Les ETF spot adossés à Bitcoin et Ether aux États-Unis ont enregistré 755 millions de dollars de sorties nettes lundi, dans le sillage d’un week-end de liquidations records et d’un choc macro inattendu. La prudence reprend la main, malgré une année portée par des afflux massifs.
Des sorties massives avec une exception qui compte
Les ETF Bitcoin ont affiché environ 326,5 millions de dollars de sorties nettes, tandis que les produits sur Ether perdaient près de 428,5 millions. Cette onde de choc prolonge la purge du levier intervenue durant le week-end, lorsque le marché a effacé plus des milliards en positions sur-margées. Les investisseurs tactiques réduisent l’exposition, parfois brutalement, pour rétablir des niveaux de risque compatibles avec un régime de volatilité plus élevé.
Dans le détail, Fidelity (FBTC) et Grayscale (GBTC) ont mené les retraits côté Bitcoin, alors que BlackRock (IBIT) a paradoxalement attiré des capitaux. Il s’agit donc d’un déplacement interne de part de marché plutôt que d’un désengagement uniforme. Ce contraste rappelle qu’en période de stress, la profondeur de carnet, les frais et la liquidité secondaire pèsent autant que le sentiment.
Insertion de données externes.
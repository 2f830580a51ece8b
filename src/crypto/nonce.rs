//! Nonce registry for stamp anti-replay.
//!
//! A nonce is bound to the first comment id it is seen on. Seeing the same
//! nonce on a different comment means someone copied one of our stamps.

use std::collections::HashMap;
use std::sync::Mutex;

use anyhow::{Context, Result, anyhow};
use chrono::{DateTime, Duration, Utc};
use serde::{Deserialize, Serialize};

use crate::store::Store;

const REGISTRY_KEY: &str = "nonces/registry";

/// Entries older than this are pruned.
const RETENTION_DAYS: i64 = 30;

/// One observed nonce and where it was first seen.
#[derive(Debug, Clone, Serialize, Deserialize)]
pub struct NonceEntry {
    pub nonce: String,
    pub timestamp: DateTime<Utc>,
    pub repo: String,
    pub comment_id: u64,
    pub action: String,
}

/// Outcome of checking a nonce against the registry.
#[derive(Debug, Clone, Copy, PartialEq, Eq)]
pub enum NonceBinding {
    /// Never seen before.
    Unknown,
    /// Seen before, bound to the same comment id.
    SameComment,
    /// Seen before, bound to a different comment id: replay.
    DifferentComment,
}

/// In-memory registry with store-backed persistence.
pub struct NonceRegistry {
    entries: Mutex<HashMap<String, NonceEntry>>,
}

impl NonceRegistry {
    pub fn new() -> Self {
        Self {
            entries: Mutex::new(HashMap::new()),
        }
    }

    /// Load the serialized registry from the store, pruning stale entries.
    pub fn load(store: &dyn Store) -> Result<Self> {
        let registry = Self::new();
        if let Some(json) = store.get(REGISTRY_KEY)? {
            let entries: Vec<NonceEntry> =
                serde_json::from_str(&json).context("Failed to parse nonce registry")?;
            let cutoff = Utc::now() - Duration::days(RETENTION_DAYS);
            let mut map = registry.lock()?;
            for entry in entries {
                if entry.timestamp >= cutoff {
                    map.insert(entry.nonce.clone(), entry);
                }
            }
        }
        Ok(registry)
    }

    /// Persist the registry to the store.
    pub fn save(&self, store: &dyn Store) -> Result<()> {
        let map = self.lock()?;
        let entries: Vec<&NonceEntry> = map.values().collect();
        let json = serde_json::to_string(&entries).context("Failed to serialize nonce registry")?;
        store.put(REGISTRY_KEY, &json)
    }

    /// How this nonce relates to prior observations.
    pub fn check(&self, nonce: &str, comment_id: u64) -> Result<NonceBinding> {
        let map = self.lock()?;
        Ok(match map.get(nonce) {
            None => NonceBinding::Unknown,
            Some(entry) if entry.comment_id == comment_id => NonceBinding::SameComment,
            Some(_) => NonceBinding::DifferentComment,
        })
    }

    /// Record a nonce's first binding. A later registration for the same
    /// nonce keeps the original binding.
    pub fn register(&self, entry: NonceEntry) -> Result<()> {
        let mut map = self.lock()?;
        map.entry(entry.nonce.clone()).or_insert(entry);
        Ok(())
    }

    /// Drop entries older than the retention window. Returns the count
    /// removed.
    pub fn prune(&self) -> Result<usize> {
        let cutoff = Utc::now() - Duration::days(RETENTION_DAYS);
        let mut map = self.lock()?;
        let before = map.len();
        map.retain(|_, entry| entry.timestamp >= cutoff);
        Ok(before - map.len())
    }

    pub fn len(&self) -> usize {
        self.entries.lock().map(|m| m.len()).unwrap_or(0)
    }

    pub fn is_empty(&self) -> bool {
        self.len() == 0
    }

    fn lock(&self) -> Result<std::sync::MutexGuard<'_, HashMap<String, NonceEntry>>> {
        self.entries
            .lock()
            .map_err(|e| anyhow!("nonce registry lock poisoned: {}", e))
    }
}

impl Default for NonceRegistry {
    fn default() -> Self {
        Self::new()
    }
}

#[cfg(test)]
mod tests {
    use super::*;
    use crate::store::SqliteStore;

    fn entry(nonce: &str, comment_id: u64) -> NonceEntry {
        NonceEntry {
            nonce: nonce.to_string(),
            timestamp: Utc::now(),
            repo: "github:demo/app".to_string(),
            comment_id,
            action: "add_comment".to_string(),
        }
    }

    #[test]
    fn test_unknown_nonce() {
        let registry = NonceRegistry::new();
        assert_eq!(
            registry.check("deadbeef00000000", 1).unwrap(),
            NonceBinding::Unknown
        );
    }

    #[test]
    fn test_same_comment_binding() {
        let registry = NonceRegistry::new();
        registry.register(entry("aa00", 7)).unwrap();
        assert_eq!(registry.check("aa00", 7).unwrap(), NonceBinding::SameComment);
    }

    #[test]
    fn test_different_comment_is_replay() {
        let registry = NonceRegistry::new();
        registry.register(entry("aa00", 7)).unwrap();
        assert_eq!(
            registry.check("aa00", 8).unwrap(),
            NonceBinding::DifferentComment
        );
    }

    #[test]
    fn test_register_keeps_first_binding() {
        let registry = NonceRegistry::new();
        registry.register(entry("aa00", 7)).unwrap();
        registry.register(entry("aa00", 9)).unwrap();
        assert_eq!(registry.check("aa00", 7).unwrap(), NonceBinding::SameComment);
    }

    #[test]
    fn test_prune_drops_old_entries() {
        let registry = NonceRegistry::new();
        let mut old = entry("old0", 1);
        old.timestamp = Utc::now() - Duration::days(RETENTION_DAYS + 1);
        registry.register(old).unwrap();
        registry.register(entry("new0", 2)).unwrap();
        assert_eq!(registry.prune().unwrap(), 1);
        assert_eq!(registry.len(), 1);
        assert_eq!(registry.check("new0", 2).unwrap(), NonceBinding::SameComment);
    }

    #[test]
    fn test_save_load_roundtrip() {
        let store = SqliteStore::new_in_memory().unwrap();
        let registry = NonceRegistry::new();
        registry.register(entry("aa00", 7)).unwrap();
        registry.save(&store).unwrap();

        let reloaded = NonceRegistry::load(&store).unwrap();
        assert_eq!(reloaded.check("aa00", 7).unwrap(), NonceBinding::SameComment);
        assert_eq!(
            reloaded.check("aa00", 8).unwrap(),
            NonceBinding::DifferentComment
        );
    }
}
//! The LLM port.
//!
//! One call, one conversation: the core never holds an LLM dialogue across
//! issues, and every prompt that frames untrusted text carries its own
//! boundary and canary tokens (see `security::boundary`).

use async_trait::async_trait;
use serde::{Deserialize, Serialize};
use tokio::sync::mpsc;
use tokio_util::sync::CancellationToken;

use crate::errors::PipelineError;

/// Role tag on a chat message.
#[derive(Debug, Clone, Copy, PartialEq, Eq, Serialize, Deserialize)]
#[serde(rename_all = "lowercase")]
pub enum ChatRole {
    System,
    User,
    Assistant,
}

/// One message in an LLM request.
#[derive(Debug, Clone, Serialize, Deserialize)]
pub struct ChatMessage {
    pub role: ChatRole,
    pub content: String,
}

impl ChatMessage {
    pub fn system(content: impl Into<String>) -> Self {
        Self {
            role: ChatRole::System,
            content: content.into(),
        }
    }

    pub fn user(content: impl Into<String>) -> Self {
        Self {
            role: ChatRole::User,
            content: content.into(),
        }
    }

    pub fn assistant(content: impl Into<String>) -> Self {
        Self {
            role: ChatRole::Assistant,
            content: content.into(),
        }
    }
}

/// Abstraction over a large language model for testability.
/// Test double: `ScriptedLlm` in the integration tests.
#[async_trait]
pub trait LlmClient: Send + Sync {
    /// Send a request; the receiver yields response chunks in order and
    /// closes when the response is complete. Implementations must stop
    /// producing when `cancel` fires.
    async fn send(
        &self,
        messages: Vec<ChatMessage>,
        cancel: CancellationToken,
    ) -> Result<mpsc::Receiver<String>, PipelineError>;

    /// Send a request and collect the full response text.
    async fn send_text(
        &self,
        messages: Vec<ChatMessage>,
        cancel: CancellationToken,
    ) -> Result<String, PipelineError> {
        let mut rx = self.send(messages, cancel).await?;
        let mut out = String::new();
        while let Some(chunk) = rx.recv().await {
            out.push_str(&chunk);
        }
        Ok(out)
    }
}
//! Client Side of the Resolve Protocol
//!
//! A [`ClientContainer`] hosts many logical clients. Each client connects to
//! some seed node, asks which node owns its id, and follows the redirect if
//! the answer names a different node. A rebalance that moves the client's
//! shard shows up as a server-side disconnect, after which the client
//! re-resolves from a seed.
//!
//! Connection failures are retried against the seed list with a small fixed
//! budget per logical client; exhausting it abandons the client with an
//! error log, never the process.

pub mod container;
pub mod session;

pub use container::{ClientContainer, MAX_CONNECT_RETRIES};

#[cfg(test)]
mod tests;
//! Runtime configuration shared by the node and client launchers.
//!
//! Every value has a default that works for a local cluster; each can be
//! overridden through a `SHARD_ROUTER_*` environment variable.

use std::time::Duration;

#[derive(Debug, Clone)]
pub struct Config {
    /// Size of the fixed partition space `[0, partitions_count)`.
    pub partitions_count: u32,
    /// Virtual split points each node contributes to the hash ring.
    pub split_points_per_node: usize,
    /// Logical client id space used by the client container and the test
    /// payload producer.
    pub clients_count: u32,
    /// Interval between automatic client spawns in the client container.
    pub spawn_delay: Duration,
    /// Interval between automatic client decommissions.
    pub decommission_delay: Duration,
    /// Interval between generated relay payloads on a node.
    pub produce_delay: Duration,
}

impl Default for Config {
    fn default() -> Self {
        Self {
            partitions_count: 256,
            split_points_per_node: 16,
            clients_count: 100,
            spawn_delay: Duration::from_millis(3_000),
            decommission_delay: Duration::from_millis(10_000),
            produce_delay: Duration::from_millis(2_000),
        }
    }
}

impl Config {
    /// Loads the default configuration with any environment overrides applied.
    pub fn from_env() -> Self {
        let defaults = Self::default();
        Self {
            partitions_count: env_u64("SHARD_ROUTER_PARTITIONS")
                .map(|v| v as u32)
                .unwrap_or(defaults.partitions_count),
            split_points_per_node: env_u64("SHARD_ROUTER_SPLIT_POINTS")
                .map(|v| v as usize)
                .unwrap_or(defaults.split_points_per_node),
            clients_count: env_u64("SHARD_ROUTER_CLIENTS")
                .map(|v| v as u32)
                .unwrap_or(defaults.clients_count),
            spawn_delay: env_u64("SHARD_ROUTER_SPAWN_DELAY_MS")
                .map(Duration::from_millis)
                .unwrap_or(defaults.spawn_delay),
            decommission_delay: env_u64("SHARD_ROUTER_DECOMMISSION_DELAY_MS")
                .map(Duration::from_millis)
                .unwrap_or(defaults.decommission_delay),
            produce_delay: env_u64("SHARD_ROUTER_PRODUCE_DELAY_MS")
                .map(Duration::from_millis)
                .unwrap_or(defaults.produce_delay),
        }
    }
}

fn env_u64(name: &str) -> Option<u64> {
    let raw = std::env::var(name).ok()?;
    match raw.parse() {
        Ok(value) => Some(value),
        Err(_) => {
            tracing::warn!("Ignoring non-numeric {} value {:?}", name, raw);
            None
        }
    }
}

#[cfg(test)]
mod tests {
    use super::*;

    #[test]
    fn test_defaults_are_sane() {
        let config = Config::default();
        assert!(config.partitions_count > 0);
        assert!(config.split_points_per_node > 0);
        assert!(config.split_points_per_node < config.partitions_count as usize);
        assert!(config.clients_count > 0);
    }
}
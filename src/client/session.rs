use std::sync::Arc;
use std::time::Duration;

use tokio::io::Interest;
use tokio::net::TcpStream;
use tokio::sync::mpsc;

use super::container::{ClientCommand, ClientContainer, MAX_CONNECT_RETRIES};
use crate::protocol::{Frame, FrameDecoder, FrameKind, FrameWriter, Resolution};

const READ_BUF_LEN: usize = 4 * 1024;
const RECONNECT_DELAY: Duration = Duration::from_millis(500);

/// Why one connection of a logical client ended.
enum Outcome {
    /// The server named a different owner; reconnect straight to it.
    Redirect(String, u16),
    /// The server closed the connection (eviction or shutdown).
    ServerClosed,
    /// The connection failed mid-flight.
    Failed,
    /// The container asked the client to stop.
    Decommissioned,
}

/// Runs one logical client: connect, resolve, follow redirects, then sit in
/// steady state receiving payloads until closed.
pub(crate) async fn run(
    container: Arc<ClientContainer>,
    client_id: u32,
    mut host: String,
    mut port: u16,
    mut rx: mpsc::UnboundedReceiver<ClientCommand>,
) {
    let mut failures = 0u32;
    loop {
        tracing::info!("Client {} connecting to {}:{}", client_id, host, port);
        let target = (host.clone(), port);
        let stream = tokio::select! {
            connected = TcpStream::connect(target) => match connected {
                Ok(stream) => stream,
                Err(error) => {
                    failures += 1;
                    if failures >= MAX_CONNECT_RETRIES {
                        tracing::error!(
                            "Client {} giving up after {} failed connection attempts: {}",
                            client_id,
                            failures,
                            error
                        );
                        return;
                    }
                    tracing::warn!(
                        "Client {} failed to connect to {}:{}: {}",
                        client_id,
                        host,
                        port,
                        error
                    );
                    (host, port) = container.random_address();
                    tokio::time::sleep(RECONNECT_DELAY).await;
                    continue;
                }
            },
            _ = rx.recv() => return,
        };
        failures = 0;

        match drive(client_id, &stream, &host, port, &mut rx).await {
            Outcome::Redirect(next_host, next_port) => {
                host = next_host;
                port = next_port;
            }
            Outcome::ServerClosed | Outcome::Failed => {
                (host, port) = container.random_address();
                tokio::time::sleep(RECONNECT_DELAY).await;
            }
            Outcome::Decommissioned => return,
        }
    }
}

/// Drives one established connection through the resolve handshake and the
/// steady state that follows.
async fn drive(
    client_id: u32,
    stream: &TcpStream,
    connected_host: &str,
    connected_port: u16,
    rx: &mut mpsc::UnboundedReceiver<ClientCommand>,
) -> Outcome {
    let mut decoder = FrameDecoder::new();
    let mut writer = FrameWriter::new();
    let mut read_buf = [0u8; READ_BUF_LEN];
    let mut resolved = false;

    tracing::info!(
        "Client {} on {}:{} requests resolution",
        client_id,
        connected_host,
        connected_port
    );
    writer.queue(&Frame::resolve(client_id.to_string()));
    if let Err(error) = writer.write_to(stream) {
        tracing::warn!("Client {} write error: {}", client_id, error);
        return Outcome::Failed;
    }

    loop {
        let interest = if writer.has_pending() {
            Interest::READABLE | Interest::WRITABLE
        } else {
            Interest::READABLE
        };

        tokio::select! {
            _ = rx.recv() => return Outcome::Decommissioned,
            ready = stream.ready(interest) => {
                let ready = match ready {
                    Ok(ready) => ready,
                    Err(error) => {
                        tracing::warn!("Client {} readiness error: {}", client_id, error);
                        return Outcome::Failed;
                    }
                };
                if ready.is_readable() {
                    loop {
                        match stream.try_read(&mut read_buf) {
                            Ok(0) => {
                                tracing::info!(
                                    "Server closed connection of client {}",
                                    client_id
                                );
                                return Outcome::ServerClosed;
                            }
                            Ok(read) => decoder.extend(&read_buf[..read]),
                            Err(error) if error.kind() == std::io::ErrorKind::WouldBlock => break,
                            Err(error) => {
                                tracing::warn!("Client {} read error: {}", client_id, error);
                                return Outcome::Failed;
                            }
                        }
                    }
                    loop {
                        match decoder.next_frame() {
                            Ok(Some(frame)) => {
                                if let Some(outcome) = handle_frame(
                                    client_id,
                                    connected_host,
                                    connected_port,
                                    &mut writer,
                                    &mut resolved,
                                    frame,
                                ) {
                                    return outcome;
                                }
                            }
                            Ok(None) => break,
                            Err(error) if error.is_fatal() => {
                                tracing::warn!(
                                    "Client {} closing on malformed frame: {}",
                                    client_id,
                                    error
                                );
                                return Outcome::Failed;
                            }
                            Err(error) => {
                                tracing::warn!("Client {} dropping frame: {}", client_id, error)
                            }
                        }
                    }
                    if writer.has_pending() {
                        if let Err(error) = writer.write_to(stream) {
                            tracing::warn!("Client {} write error: {}", client_id, error);
                            return Outcome::Failed;
                        }
                    }
                }
                if ready.is_writable() && writer.has_pending() {
                    if let Err(error) = writer.write_to(stream) {
                        tracing::warn!("Client {} write error: {}", client_id, error);
                        return Outcome::Failed;
                    }
                }
            }
        }
    }
}

fn handle_frame(
    client_id: u32,
    connected_host: &str,
    connected_port: u16,
    writer: &mut FrameWriter,
    resolved: &mut bool,
    frame: Frame,
) -> Option<Outcome> {
    match frame.kind {
        FrameKind::Resolve => match Resolution::from_body(&frame.body) {
            Ok(Resolution::Unknown) => {
                tracing::info!("Owner of client {} unknown, retrying resolution", client_id);
                writer.queue(&Frame::resolve(client_id.to_string()));
                None
            }
            Ok(Resolution::Owner { host, port }) => {
                if host == connected_host && port == connected_port {
                    if !*resolved {
                        tracing::info!(
                            "Client {} resolved to connected node {}:{}",
                            client_id,
                            host,
                            port
                        );
                        *resolved = true;
                    }
                    None
                } else {
                    tracing::info!(
                        "Client {} should be redirected to {}:{} while connected to {}:{}",
                        client_id,
                        host,
                        port,
                        connected_host,
                        connected_port
                    );
                    Some(Outcome::Redirect(host, port))
                }
            }
            Err(error) => {
                tracing::warn!("Client {} dropping malformed resolution: {}", client_id, error);
                None
            }
        },
        FrameKind::Data => {
            tracing::info!("Client {} received message {}", client_id, frame.body);
            None
        }
    }
}
use std::collections::BTreeMap;
use std::sync::Arc;

use async_trait::async_trait;
use parking_lot::Mutex;
use tokio::sync::mpsc;

use super::backend::{BackendError, CoordinationBackend};
use super::types::{SessionEvent, SessionState};

/// In-process coordination backend.
///
/// Serves as the bundled implementation of [`CoordinationBackend`] so a node
/// can run self-contained, and as the session-failure simulator in tests:
/// [`transition`](Self::transition), [`expire`](Self::expire),
/// [`fail_writes`](Self::fail_writes) and [`drop_record`](Self::drop_record)
/// inject the service-side behavior a real deployment would produce.
pub struct MemoryBackend {
    inner: Mutex<MemoryInner>,
}

struct MemoryInner {
    records: BTreeMap<String, Vec<u8>>,
    watchers: Vec<mpsc::UnboundedSender<SessionEvent>>,
    state: SessionState,
    fail_writes: bool,
    op_log: Vec<String>,
}

impl MemoryBackend {
    pub fn new() -> Arc<Self> {
        Arc::new(Self {
            inner: Mutex::new(MemoryInner {
                records: BTreeMap::new(),
                watchers: Vec::new(),
                state: SessionState::Disconnected,
                fail_writes: false,
                op_log: Vec::new(),
            }),
        })
    }

    /// Moves the session into `state` and notifies every watcher.
    pub fn transition(&self, state: SessionState) {
        let mut inner = self.inner.lock();
        inner.state = state;
        broadcast(&mut inner, SessionEvent::State(state));
    }

    /// Expires the session: every ephemeral record dies with it.
    pub fn expire(&self) {
        let mut inner = self.inner.lock();
        inner.records.clear();
        inner.state = SessionState::Expired;
        broadcast(&mut inner, SessionEvent::State(SessionState::Expired));
    }

    /// Makes subsequent create/delete calls fail with a transient error.
    pub fn fail_writes(&self, fail: bool) {
        self.inner.lock().fail_writes = fail;
    }

    /// Removes a record as if its owning session silently died.
    pub fn drop_record(&self, name: &str) {
        let mut inner = self.inner.lock();
        if inner.records.remove(name).is_some() {
            broadcast(&mut inner, SessionEvent::ChildrenChanged);
        }
    }

    pub fn record_names(&self) -> Vec<String> {
        self.inner.lock().records.keys().cloned().collect()
    }

    /// Ordered log of the write operations performed against the backend.
    pub fn op_log(&self) -> Vec<String> {
        self.inner.lock().op_log.clone()
    }
}

fn broadcast(inner: &mut MemoryInner, event: SessionEvent) {
    inner.watchers.retain(|watcher| watcher.send(event).is_ok());
}

#[async_trait]
impl CoordinationBackend for MemoryBackend {
    async fn connect(&self) -> Result<(), BackendError> {
        let mut inner = self.inner.lock();
        inner.state = SessionState::Connected;
        broadcast(&mut inner, SessionEvent::State(SessionState::Connected));
        Ok(())
    }

    async fn create_ephemeral(&self, name: &str, data: &[u8]) -> Result<(), BackendError> {
        let mut inner = self.inner.lock();
        if inner.fail_writes {
            return Err(BackendError::new("write rejected"));
        }
        if inner.state != SessionState::Connected {
            return Err(BackendError::new("session is not writable"));
        }
        inner.records.insert(name.to_string(), data.to_vec());
        inner.op_log.push(format!("create:{name}"));
        broadcast(&mut inner, SessionEvent::ChildrenChanged);
        Ok(())
    }

    async fn delete(&self, name: &str) -> Result<(), BackendError> {
        let mut inner = self.inner.lock();
        if inner.fail_writes {
            return Err(BackendError::new("write rejected"));
        }
        if inner.state != SessionState::Connected {
            return Err(BackendError::new("session is not writable"));
        }
        inner.op_log.push(format!("delete:{name}"));
        if inner.records.remove(name).is_some() {
            broadcast(&mut inner, SessionEvent::ChildrenChanged);
        }
        Ok(())
    }

    async fn children(&self) -> Result<Vec<String>, BackendError> {
        let inner = self.inner.lock();
        if inner.state == SessionState::Disconnected || inner.state == SessionState::Expired {
            return Err(BackendError::new("session is not connected"));
        }
        Ok(inner.records.keys().cloned().collect())
    }

    async fn read(&self, name: &str) -> Result<Vec<u8>, BackendError> {
        let inner = self.inner.lock();
        if inner.state == SessionState::Disconnected || inner.state == SessionState::Expired {
            return Err(BackendError::new("session is not connected"));
        }
        inner
            .records
            .get(name)
            .cloned()
            .ok_or_else(|| BackendError::new(format!("no record named {name}")))
    }

    fn events(&self) -> mpsc::UnboundedReceiver<SessionEvent> {
        let (tx, rx) = mpsc::unbounded_channel();
        self.inner.lock().watchers.push(tx);
        rx
    }
}
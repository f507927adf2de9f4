//! Consistent-Hash Ring
//!
//! Maps shard keys to partitions and partitions to owning nodes. Every node
//! contributes a handful of pseudo-random "split points" (virtual nodes) to
//! the ring, which keeps load roughly uniform and bounds the fraction of
//! keys that move on a membership change to about `1/nodeCount`.
//!
//! The ring itself is derived state: a [`RingSnapshot`] is rebuilt from the
//! latest membership snapshot on every update and never mutated in place.

pub mod hash_ring;

pub use hash_ring::{HashRing, PartitionRange, RingError, RingSnapshot};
Côté Ether, le tableau est resté franchement négatif, avec des retraits concentrés sur l’iShares Ethereum Trust de BlackRock et des flux sortants, plus modestes mais alignés, sur d’autres véhicules. La mécanique paraît classique. Quand la volatilité explose, le marché réduit d’abord les expositions considérées comme plus cycliques ou plus sensibles à l’appétit pour le risque, ce qui met Ether davantage sous pression.
Bitcoin : le déclencheur macro et l’effet de chaîne
La pierre d’angle du mouvement tient au choc de politique commerciale venu de Washington. L’annonce d’un tarif de 100 % sur toutes les importations chinoises à compter du 1er novembre a détérioré la visibilité macro, alors même que Pékin durcissait ses contrôles à l’export sur des intrants critiques comme les terres rares. Les marchés ont immédiatement affiché plus d’incertitude sur la croissance, les marges industrielles et les chaînes d’approvisionnement.
Ce brouillage macro s’est ajouté à une purge de levier historique. Sur le week-end, plus de 19 à 20 milliards de dollars de positions ont été liquidés, emportant Bitcoin et Ether dans une chute brève mais violente, typique d’un marché sur-tendu. Ce genre d’épisode assèche la profondeur, élargit les spreads et incite les gérants à repasser par la case cash, d’où l’intensité des sorties lundi.
Le lien entre ces deux dynamiques est direct. Quand la macro vire à l’imprévisible, le coût de l’option “ne pas être exposé” devient faible. Les ETF, par leur liquidité, deviennent la porte de sortie la plus simple. D’où cette impression de saignée coordonnée, alors que les positions se réallouent plutôt qu’elles ne disparaissent complètement.
Sous la surface, un marché crypto qui se recompose
Il serait tentant d’y voir un retournement de cycle. Ce serait aller vite. Les mêmes produits ont cumulé des afflux de plusieurs milliards début octobre, portés par un intérêt institutionnel inédit et un narratif d’actif rare.
Même après la séance de lundi, les encours restent élevés et la concentration des flux au profit des grands émetteurs persiste, IBIT en tête. Ce déplacement interne est crucial pour interpréter la journée. La qualité perçue du véhicule compte autant que l’actif sous-jacent.
L’accumulation de long terme n’a d’ailleurs pas disparu. Les données de trésorerie publique indiquent que les ETF américains et les entreprises cotées contrôlent une part croissante de l’offre de Bitcoin. Cette bascule structurelle, alimentée depuis le lancement des ETF spot, crée un plancher de demande qui amortit les phases de capitulation, tout en n’empêchant jamais les corrections rapides.
La conséquence la plus probable pour les prochaines semaines est une volatilité encore irrégulière. Les arbitrages entre émetteurs, la recomposition des courbes de futures et les flux d’options continueront de dicter le tempo.